Michael Cimarusti

 

Michael Cimarusti is owner and chef of Providence restaurant. After graduating with honors in 1990 from the Culinary Institute of America, Cimarusti got his start in New York working with celebrated chef Larry Forigone at An American Place. He has also been a chef at Le Cirque, Osteria Del Circo, Spago, and Water Grill. Before speaking on a panel and serving up clam fritters at Jonathan Gold’s Union Station Cocktail Party, Cimarusti told us a bit more about himself.

Q. What music have you listened to today?

A. I’ll go through it all. Some Bob Dylan, the Grateful Dead, Hall and Oates, Bunny Wailer, Beck – I listened to Modern Guilt, the whole album. That’s all I had time for, then I listened to the Dodger game on the way over here.

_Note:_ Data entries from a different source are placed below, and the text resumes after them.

//! HTTP/2 frame errors.

use std::fmt;

use super::types::{FrameType, Parity, SettingId};

macro_rules! error_codes {
    ($($(#[$doc:meta])* $variant:ident = $code:literal => $name:literal,)+) => {
        /// HTTP/2 error codes (RFC 7540 Section 7).
        #[derive(Debug, Clone, Copy, PartialEq, Eq, Hash)]
        #[repr(u32)]
        pub enum ErrorCode {
            $($(#[$doc])* $variant = $code,)+
        }

        impl ErrorCode {
            /// Map a wire code to a known error code, if any.
            pub fn try_from_u32(code: u32) -> Option<Self> {
                match code {
                    $($code => Some(ErrorCode::$variant),)+
                    _ => None,
                }
            }

            /// Registered name, as written in the RFC.
            pub fn as_str(self) -> &'static str {
                match self {
                    $(ErrorCode::$variant => $name,)+
                }
            }
        }
    };
}

error_codes! {
    /// Graceful shutdown.
    NoError = 0x0 => "NO_ERROR",
    /// Generic protocol violation.
    ProtocolError = 0x1 => "PROTOCOL_ERROR",
    /// Unexpected failure inside the peer.
    InternalError = 0x2 => "INTERNAL_ERROR",
    /// Peer broke flow control.
    FlowControlError = 0x3 => "FLOW_CONTROL_ERROR",
    /// SETTINGS went unacknowledged.
    SettingsTimeout = 0x4 => "SETTINGS_TIMEOUT",
    /// Frame arrived on a half-closed stream.
    StreamClosed = 0x5 => "STREAM_CLOSED",
    /// Frame length is wrong for its type.
    FrameSizeError = 0x6 => "FRAME_SIZE_ERROR",
    /// Stream refused before any processing.
    RefusedStream = 0x7 => "REFUSED_STREAM",
    /// Stream no longer needed.
    Cancel = 0x8 => "CANCEL",
    /// HPACK context can no longer be maintained.
    CompressionError = 0x9 => "COMPRESSION_ERROR",
    /// CONNECT tunnel was reset or closed abnormally.
    ConnectError = 0xa => "CONNECT_ERROR",
    /// Peer is generating excessive load.
    EnhanceYourCalm = 0xb => "ENHANCE_YOUR_CALM",
    /// Transport security is too weak.
    InadequateSecurity = 0xc => "INADEQUATE_SECURITY",
    /// Retry the request over HTTP/1.1.
    Http11Required = 0xd => "HTTP_1_1_REQUIRED",
}

impl ErrorCode {
    /// Map a wire code to an error code. Unknown codes are treated as
    /// INTERNAL_ERROR.
    pub fn from_u32(code: u32) -> Self {
        Self::try_from_u32(code).unwrap_or(ErrorCode::InternalError)
    }

    pub fn to_u32(self) -> u32 {
        self as u32
    }
}

impl From<ErrorCode> for u32 {
    fn from(code: ErrorCode) -> u32 {
        code.to_u32()
    }
}

impl fmt::Display for ErrorCode {
    fn fmt(&self, f: &mut fmt::Formatter<'_>) -> fmt::Result {
        f.write_str(self.as_str())
    }
}

/// Broad classification of a [`FrameError`].
#[derive(Debug, Clone, Copy, PartialEq, Eq)]
pub enum ErrorKind {
    /// A single value is out of range or violates a protocol rule.
    MalformedArgument,
    /// The combination of fields is inconsistent, or a required field is
    /// missing.
    InvalidState,
    /// More input is needed before a frame can be read.
    Incomplete,
}

/// Frame building, parsing and encoding errors.
#[derive(Debug, Clone, PartialEq, Eq, thiserror::Error)]
pub enum FrameError {
    /// Not enough data to parse frame (need more bytes).
    #[error("incomplete frame data: need {needed} bytes, have {available}")]
    Incomplete { needed: usize, available: usize },

    /// Frame exceeds maximum allowed size.
    #[error("frame size {size} exceeds maximum {max}")]
    FrameTooLarge { size: u32, max: u32 },

    /// A value does not fit its wire field.
    #[error("{field} value {value} does not fit in {bits} bits")]
    FieldTooWide {
        field: &'static str,
        value: u64,
        bits: u8,
    },

    /// Flags outside those defined for the frame type.
    #[error("flags 0x{flags:02x} not allowed on {frame_type} frame")]
    IllegalFlags { frame_type: FrameType, flags: u8 },

    /// Frame type must be sent on the connection (stream 0).
    #[error("{frame_type} frame must be sent on stream 0")]
    StreamIdMustBeZero { frame_type: FrameType },

    /// Frame requires non-zero stream ID.
    #[error("{frame_type} frame requires non-zero stream ID")]
    StreamIdRequired { frame_type: FrameType },

    /// A stream identifier with the wrong initiator parity.
    #[error("{field} {id} must be {expected}")]
    StreamParity {
        field: &'static str,
        id: u32,
        expected: Parity,
    },

    /// Payload length not legal for a fixed-size frame type.
    #[error("{frame_type} frame expected {expected} bytes, got {actual}")]
    InvalidPayloadLength {
        frame_type: FrameType,
        expected: usize,
        actual: usize,
    },

    /// Payload shorter than the fixed part of the frame.
    #[error("{frame_type} frame needs at least {minimum} bytes, got {actual}")]
    PayloadTooShort {
        frame_type: FrameType,
        minimum: usize,
        actual: usize,
    },

    /// SETTINGS payload is not a whole number of parameters.
    #[error("SETTINGS payload length {actual} is not a multiple of 6")]
    InvalidSettingsLength { actual: usize },

    /// Pad length outside the supported range.
    #[error("padding length {pad_length} exceeds 254")]
    PadTooLong { pad_length: u8 },

    /// Invalid padding length.
    #[error("padding length {pad_length} exceeds payload length {payload_length}")]
    InvalidPadding {
        pad_length: u8,
        payload_length: usize,
    },

    /// Invalid setting value.
    #[error("invalid value {value} for setting {id}")]
    InvalidSettingValue { id: SettingId, value: u32 },

    /// Invalid window update increment.
    #[error("invalid window increment {increment}")]
    InvalidWindowIncrement { increment: u32 },

    /// A field required to build the frame was never set.
    #[error("{frame_type} frame is missing {field}")]
    MissingField {
        frame_type: FrameType,
        field: &'static str,
    },

    /// Declared payload size disagrees with the frame contents.
    #[error("{frame_type} frame declares {declared} payload bytes, contents need {computed}")]
    PayloadSizeMismatch {
        frame_type: FrameType,
        declared: u32,
        computed: u64,
    },

    /// A field was set without the flag that puts it on the wire.
    #[error("{field} set on {frame_type} frame without the {flag} flag")]
    FlagRequired {
        frame_type: FrameType,
        field: &'static str,
        flag: &'static str,
    },

    /// SETTINGS acknowledgment carrying parameters.
    #[error("SETTINGS acknowledgment must not carry parameters")]
    AckWithSettings,

    /// A stream declared as depending on itself.
    #[error("stream {stream_id} cannot depend on itself")]
    SelfDependency { stream_id: u32 },

    /// Only servers may send PUSH_PROMISE.
    #[error("PUSH_PROMISE can only be sent by a server")]
    PushFromClient,
}

impl FrameError {
    /// Classify this error.
    pub fn kind(&self) -> ErrorKind {
        match self {
            FrameError::Incomplete { .. } => ErrorKind::Incomplete,
            FrameError::MissingField { .. }
            | FrameError::PayloadSizeMismatch { .. }
            | FrameError::FlagRequired { .. }
            | FrameError::AckWithSettings
            | FrameError::SelfDependency { .. }
            | FrameError::PushFromClient => ErrorKind::InvalidState,
            _ => ErrorKind::MalformedArgument,
        }
    }

    /// The error code a connection should report to its peer when a
    /// received frame fails with this error.
    pub fn error_code(&self) -> ErrorCode {
        match self {
            FrameError::FrameTooLarge { .. }
            | FrameError::InvalidPayloadLength { .. }
            | FrameError::PayloadTooShort { .. }
            | FrameError::InvalidSettingsLength { .. }
            | FrameError::PayloadSizeMismatch { .. }
            | FrameError::AckWithSettings => ErrorCode::FrameSizeError,
            FrameError::InvalidSettingValue {
                id: SettingId::InitialWindowSize,
                ..
            } => ErrorCode::FlowControlError,
            FrameError::Incomplete { .. } => ErrorCode::InternalError,
            _ => ErrorCode::ProtocolError,
        }
    }
}

#[cfg(test)]
mod tests {
    use super::*;

    #[test]
    fn test_error_code_wire_mapping() {
        let known = [
            (0x1, ErrorCode::ProtocolError, "PROTOCOL_ERROR"),
            (0x7, ErrorCode::RefusedStream, "REFUSED_STREAM"),
            (0x9, ErrorCode::CompressionError, "COMPRESSION_ERROR"),
            (0xd, ErrorCode::Http11Required, "HTTP_1_1_REQUIRED"),
        ];
        for (raw, code, name) in known {
            assert_eq!(ErrorCode::from_u32(raw), code);
            assert_eq!(code.to_string(), name);
        }
        for raw in 0x0..=0xd {
            let code = ErrorCode::try_from_u32(raw).unwrap();
            assert_eq!(u32::from(code), raw);
        }
    }

    #[test]
    fn test_unregistered_error_code_is_internal() {
        assert_eq!(ErrorCode::try_from_u32(0xe), None);
        assert_eq!(ErrorCode::from_u32(0xe), ErrorCode::InternalError);
        assert_eq!(ErrorCode::from_u32(u32::MAX), ErrorCode::InternalError);
    }

    #[test]
    fn test_frame_too_large_message() {
        let err = FrameError::FrameTooLarge {
            size: 16_385,
            max: 16_384,
        };
        assert_eq!(err.to_string(), "frame size 16385 exceeds maximum 16384");
        assert_eq!(err.error_code(), ErrorCode::FrameSizeError);
    }

    #[test]
    fn test_frame_error_stream_display() {
        let err = FrameError::StreamIdMustBeZero {
            frame_type: FrameType::Settings,
        };
        assert_eq!(format!("{}", err), "SETTINGS frame must be sent on stream 0");

        let err = FrameError::StreamIdRequired {
            frame_type: FrameType::Data,
        };
        assert_eq!(format!("{}", err), "DATA frame requires non-zero stream ID");

        let err = FrameError::StreamParity {
            field: "promised stream ID",
            id: 3,
            expected: Parity::Even,
        };
        assert_eq!(format!("{}", err), "promised stream ID 3 must be even");
    }

    #[test]
    fn test_frame_error_messages() {
        let cases = [
            (
                FrameError::InvalidPayloadLength {
                    frame_type: FrameType::Ping,
                    expected: 8,
                    actual: 10,
                },
                "PING frame expected 8 bytes, got 10",
            ),
            (
                FrameError::InvalidPadding {
                    pad_length: 100,
                    payload_length: 50,
                },
                "padding length 100 exceeds payload length 50",
            ),
            (
                FrameError::InvalidSettingValue {
                    id: SettingId::MaxFrameSize,
                    value: 0,
                },
                "invalid value 0 for setting SETTINGS_MAX_FRAME_SIZE",
            ),
        ];
        for (err, message) in cases {
            assert_eq!(err.to_string(), message);
        }
    }

    #[test]
    fn test_frame_error_kind() {
        assert_eq!(
            FrameError::Incomplete {
                needed: 9,
                available: 3
            }
            .kind(),
            ErrorKind::Incomplete
        );
        assert_eq!(
            FrameError::InvalidWindowIncrement { increment: 0 }.kind(),
            ErrorKind::MalformedArgument
        );
        assert_eq!(FrameError::AckWithSettings.kind(), ErrorKind::InvalidState);
        assert_eq!(FrameError::PushFromClient.kind(), ErrorKind::InvalidState);
        assert_eq!(
            FrameError::PayloadSizeMismatch {
                frame_type: FrameType::Headers,
                declared: 15,
                computed: 21,
            }
            .kind(),
            ErrorKind::InvalidState
        );
    }

    #[test]
    fn test_frame_error_code() {
        let err = FrameError::InvalidPayloadLength {
            frame_type: FrameType::Ping,
            expected: 8,
            actual: 4,
        };
        assert_eq!(err.error_code(), ErrorCode::FrameSizeError);

        let err = FrameError::InvalidSettingValue {
            id: SettingId::InitialWindowSize,
            value: 0x8000_0000,
        };
        assert_eq!(err.error_code(), ErrorCode::FlowControlError);

        let err = FrameError::InvalidWindowIncrement { increment: 0 };
        assert_eq!(err.error_code(), ErrorCode::ProtocolError);
    }
}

Q. When you were a child, what did you want to be when you grew up?

A. A herpetologist.

Q. What is your favorite cocktail?

A. A margarita.

Q. If you were about to be executed, what would you want for your final meal?

A. My great grandmother Domenica Cimarusti’s spaghetti and meatballs.

Q. What is your favorite meal to cook at home?

A. Pasta.

Q. If you could take only one more journey, where would you go?

A. Scarborough Beach on Narragansett, Rhode Island.

Q. What profession would you like to practice in your next life?

A. I’d be a marine biologist.

Q. What is your fondest childhood memory?

A. Fishing in Maine.

Q. Who is the one person, living or dead, you would most like to meet for dinner?

A. Dead would be Jerry Garcia, living would be Wayne Coyne from the Flaming Lips.